IX–XII песни, посвященные рассказу Одиссея о первых трех годах его скитаний, занимают всего один вечер тридцать третьего дня. Рассказ этот включает невероятные нагромождения событий, вплоть до нисхождения в Аид и романа с волшебницей Киркой. Но время одного этого вечера до предела сжато. Построенные в духе хитроумных выдумок приключения Одиссея представляют только воспоминание, возврат в давнее прошлое, хотя и горячо переживаемое рассказчиком и слушателями. Эта ретроспективная картина, несмотря на множество описанных в ней историй, запечатлелась в памяти Одиссея раз и навсегда, неподвластная времени, вне его.
Таким образом, можно сказать, что во всей первой части «Одиссеи» очень мало соответствия между реальным протеканием времени и событиями поэмы. Время здесь воспринимается очень условно.
Зато последующие песни, относящиеся ко второй половине «Одиссеи», отличаются динамическим ходом времени, отражая нарастающий драматизм действия.
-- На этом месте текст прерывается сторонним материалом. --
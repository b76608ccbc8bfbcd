/// Password hashing using Argon2id
///
/// Passwords are stored as PHC strings (`$argon2id$v=19$m=...`). Verification
/// reads the parameters back out of the stored hash, so they can be tuned
/// without invalidating existing accounts.
///
/// # Example
///
/// ```
/// use assignpay_shared::auth::password::{hash_password, verify_password};
///
/// # fn example() -> Result<(), Box<dyn std::error::Error>> {
/// let hash = hash_password("Correct-horse-9")?;
/// assert!(verify_password("Correct-horse-9", &hash)?);
/// assert!(!verify_password("wrong", &hash)?);
/// # Ok(())
/// # }
/// ```

use argon2::{
    password_hash::{rand_core::OsRng, PasswordHash, PasswordHasher, PasswordVerifier, SaltString},
    Argon2, ParamsBuilder, Version,
};

/// Minimum accepted password length
pub const MIN_PASSWORD_LENGTH: usize = 8;

/// Error type for password hashing operations
#[derive(Debug, thiserror::Error)]
pub enum PasswordError {
    /// Failed to hash password
    #[error("Failed to hash password: {0}")]
    HashError(String),

    /// Failed to verify password
    #[error("Failed to verify password: {0}")]
    VerifyError(String),

    /// Stored hash is not a PHC string
    #[error("Invalid password hash format: {0}")]
    InvalidHash(String),
}

/// Hashes a password with Argon2id (19 MiB, 2 passes, 1 lane)
pub fn hash_password(password: &str) -> Result<String, PasswordError> {
    let salt = SaltString::generate(&mut OsRng);

    let params = ParamsBuilder::new()
        .m_cost(19 * 1024)
        .t_cost(2)
        .p_cost(1)
        .output_len(32)
        .build()
        .map_err(|e| PasswordError::HashError(format!("Invalid parameters: {}", e)))?;

    let argon2 = Argon2::new(argon2::Algorithm::Argon2id, Version::V0x13, params);

    let password_hash = argon2
        .hash_password(password.as_bytes(), &salt)
        .map_err(|e| PasswordError::HashError(format!("Hash generation failed: {}", e)))?;

    Ok(password_hash.to_string())
}

/// Verifies a password against a stored hash
///
/// Returns `Ok(false)` for a wrong password and `Err` only when the stored
/// hash itself cannot be used.
pub fn verify_password(password: &str, hash: &str) -> Result<bool, PasswordError> {
    let parsed_hash = PasswordHash::new(hash)
        .map_err(|e| PasswordError::InvalidHash(format!("Failed to parse hash: {}", e)))?;

    match Argon2::default().verify_password(password.as_bytes(), &parsed_hash) {
        Ok(_) => Ok(true),
        Err(argon2::password_hash::Error::Password) => Ok(false),
        Err(e) => Err(PasswordError::VerifyError(format!("Verification failed: {}", e))),
    }
}

/// Checks the sign-up password policy
///
/// At least [`MIN_PASSWORD_LENGTH`] characters with at least one letter and
/// one digit. Returns the user-facing reason on failure.
pub fn validate_password_strength(password: &str) -> Result<(), String> {
    if password.chars().count() < MIN_PASSWORD_LENGTH {
        return Err(format!(
            "Password must be at least {} characters long",
            MIN_PASSWORD_LENGTH
        ));
    }

    if !password.chars().any(|c| c.is_alphabetic()) {
        return Err("Password must contain at least one letter".to_string());
    }

    if !password.chars().any(|c| c.is_numeric()) {
        return Err("Password must contain at least one digit".to_string());
    }

    Ok(())
}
Песни XIII–XVI занимают ровно четыре дня, с тридцать четвертого по тридцать седьмой, а действие песен XVII–XX занимает уже вдвое меньше времени, дни тридцать восьмой и тридцать девятый. Последние песни XXI–XXIV – также продолжаются два дня, причем события трех песен XXI–XXIII, то есть приготовление к избиению женихов, состязание и расправа с врагами – доминанта всей второй части «Одиссеи» – длится лишь один, тридцать девятый день, так что на заключение XXIV песни, когда герои перешагнули кульминационный момент своей жизни, остается тоже только один – сороковой день, прошедший под знаком умиротворяющего воздействия Афины. В итоге же оказывается, что для огромной поэмы более чем в двенадцать тысяч стихов, вполне достаточно девяти дней решительных действий героя. Одиссей три дня находится у царя феаков, три дня – в хижине пастуха Евмея, три дня – в собственном доме. Как можем убедиться на этих примерах, поэт предстает перед нами искусным, искушенным в сложностях повествования рассказчиком. На одних событиях он останавливается очень подробно, другие обходит стороной, третьи только упоминает. Поэт создает впечатление внутренней композиционной слаженности, преодолевающей нагромождение препятствий на пути его любимого героя.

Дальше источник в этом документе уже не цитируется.